The 4000k is the color of the light. I design home lighting systems and the higher the number, the more blue/shite your light gets, the 2700k colors are warm, but you will get much more lumens with the higher color temperatures, but that does not reflect on lumen numbers. So 4000k is the color of the light.
I do have a question on these lights. I am buying a light for night riding in the mountains local to me in Northern Cal. The magic shine 880 looks like a nice light, but can I bomb down hills at 30mph while using this as my only light? I want a good quality, 2.5 hr run time (at least) and decent weight. I'm not a weight weenie but I don't want to lug up a 3 pound light either. Is the 880 better than the Gemini Olympia for what I want to do? 
Thanks guys, great thread.


----------



## Cat-man-do (May 16, 2004)

jjziets said:


> oops missed your question I was taking about correlated color temperature.
> 
> I can post a link now. Pyro 2000 - Pyro also on ebay


FWIW....I think the whole link is a phishing site. If you read the web site they state that they sold their entire stock to another company....if you click on that link you end up at a web site for a travel agency/ product vendor. :skep: WTF? I looked everywhere and didn't see the light so who knows what that is about. To me sounds like the old bait and switch.


----------



## baconismidog (Nov 21, 2011)

mazspeed said:


> The 4000k is the color of the light. I design home lighting systems and the higher the number, the more blue/shite your light gets, the 2700k colors are warm, but you will get much more lumens with the higher color temperatures, but that does not reflect on lumen numbers. So 4000k is the color of the light.
> I do have a question on these lights. I am buying a light for night riding in the mountains local to me in Northern Cal. The magic shine 880 looks like a nice light, but can I bomb down hills at 30mph while using this as my only light? I want a good quality, 2.5 hr run time (at least) and decent weight. I'm not a weight weenie but I don't want to lug up a 3 pound light either. Is the 880 better than the Gemini Olympia for what I want to do?
> Thanks guys, great thread.


Check out post 111. I've been riding the 880 for a while now and it's really bright. My buddies run different lights (Light in motion, night rider) and my 880 is the brightest by far. We're all 24hr endurance racers, so you know their lights are the real deal. It's just that the 880 is super bright. I've also never ran out of battery or even got close (but I run it on 3/5, never higher b/c our soil here is super rocky and the rocks are white).

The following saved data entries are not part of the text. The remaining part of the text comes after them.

use std::sync::Arc;

use async_trait::async_trait;
use tracing::{error, info};

use crate::context::TriggerContext;
use crate::error::Result;
use crate::handler::{HandlerResult, TriggerHandler};
use crate::infra::metrics;
use crate::model::{collect_tokens, is_truthy, AnnouncementRecord};
use crate::push::{MessagePlanner, PushProvider};
use crate::repository::UserRepository;

/// 路径参数名
pub const PARAM_ANNOUNCEMENT_ID: &str = "announcementId";

const FIELD_IS_IMPORTANT: &str = "isImportant";

/// announcements 集合触发器：重要公告广播到 topic
///
/// 发送前会读取全部用户的 token，但消息只发往 topic，token 仅用于日志。
pub struct AnnouncementBroadcastDispatcher {
    planner: MessagePlanner,
    provider: Arc<dyn PushProvider>,
    users: Arc<dyn UserRepository>,
}

impl AnnouncementBroadcastDispatcher {
    pub fn new(
        planner: MessagePlanner,
        provider: Arc<dyn PushProvider>,
        users: Arc<dyn UserRepository>,
    ) -> Self {
        Self {
            planner,
            provider,
            users,
        }
    }

    async fn dispatch(
        &self,
        context: &TriggerContext,
        snapshot: serde_json::Value,
    ) -> Result<HandlerResult> {
        // 先看原始字段，其余字段类型有误也不影响跳过
        if !snapshot.get(FIELD_IS_IMPORTANT).is_some_and(is_truthy) {
            info!("[ANNOUNCE] Not an important announcement, skipping notification");
            return Ok(HandlerResult::skipped("not important"));
        }

        let record: AnnouncementRecord = serde_json::from_value(snapshot)?;

        let users = self.users.list_users().await?;
        let tokens = collect_tokens(&users);
        info!(
            "[ANNOUNCE] Collected {} tokens from {} users via {}",
            tokens.len(),
            users.len(),
            self.users.name()
        );

        if tokens.is_empty() && self.planner.delivery().announcement_skip_without_tokens {
            info!("[ANNOUNCE] No tokens to send to");
            return Ok(HandlerResult::skipped("no tokens"));
        }

        let announcement_id = context
            .param(PARAM_ANNOUNCEMENT_ID)
            .unwrap_or(context.document_id.as_str());
        let message = self.planner.plan_announcement(&record, announcement_id);
        let message_id = self.provider.send(&message).await?;

        info!(
            "[ANNOUNCE] Successfully sent announcement notification: {}",
            message_id
        );
        metrics::record_push(1, 0);

        Ok(HandlerResult::Sent { sent_count: None })
    }
}

#[async_trait]
impl TriggerHandler for AnnouncementBroadcastDispatcher {
    async fn handle(
        &self,
        context: &TriggerContext,
        snapshot: Option<serde_json::Value>,
    ) -> HandlerResult {
        let snapshot = match snapshot {
            Some(value) if !value.is_null() => value,
            _ => {
                info!("[ANNOUNCE] No announcement data found: id={}", context.document_id);
                return HandlerResult::skipped("no announcement data");
            }
        };

        match self.dispatch(context, snapshot).await {
            Ok(result) => result,
            Err(e) => {
                error!(
                    "[ANNOUNCE] Error sending announcement notification: id={}, error={}",
                    context.document_id, e
                );
                HandlerResult::failed(e)
            }
        }
    }

    fn name(&self) -> &'static str {
        "AnnouncementBroadcastDispatcher"
    }
}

Example. I was riding with my buddies last Friday. They're both on single speed and I'm running gears. On one long, loose hill I dropped them. When they got to the top they said that as soon as I pulled away they felt blind - as if their lights were totally dead. That's how bright the 880 - a guy 2 dudes back was friggin using it to see the trail and he didn't even know it...


----------



## Rakuman (Oct 30, 2004)

mazspeed said:


> The 4000k is the color of the light. I design home lighting systems and the higher the number, the more blue/shite your light gets, the 2700k colors are warm, but you will get much more lumens with the higher color temperatures, but that does not reflect on lumen numbers. So 4000k is the color of the light.
> I do have a question on these lights. I am buying a light for night riding in the mountains local to me in Northern Cal. The magic shine 880 looks like a nice light, but can I bomb down hills at 30mph while using this as my only light? I want a good quality, 2.5 hr run time (at least) and decent weight. I'm not a weight weenie but I don't want to lug up a 3 pound light either. Is the 880 better than the Gemini Olympia for what I want to do?
> Thanks guys, great thread.


*Having run both double XMLs in different configurations and triples as in the Olympia. I have to say the Olympia wins hands down for shear amount blinding goodness it has enough flood to highlight the terrain but has plenty of throw for those bombing runs I truly believe I found my perfect bar light in the Olympia.:thumbsup: *


----------



## derekbob (May 4, 2005)

mazspeed said:


> T The magic shine 880 looks like a nice light, but can I bomb down hills at 30mph while using this as my only light?


To go 30mph on trails I would recommend helmet and bar mounted lights.


----------



## mazspeed (Oct 17, 2004)

derekbob said:


> To go 30mph on trails I would recommend helmet and bar mounted lights.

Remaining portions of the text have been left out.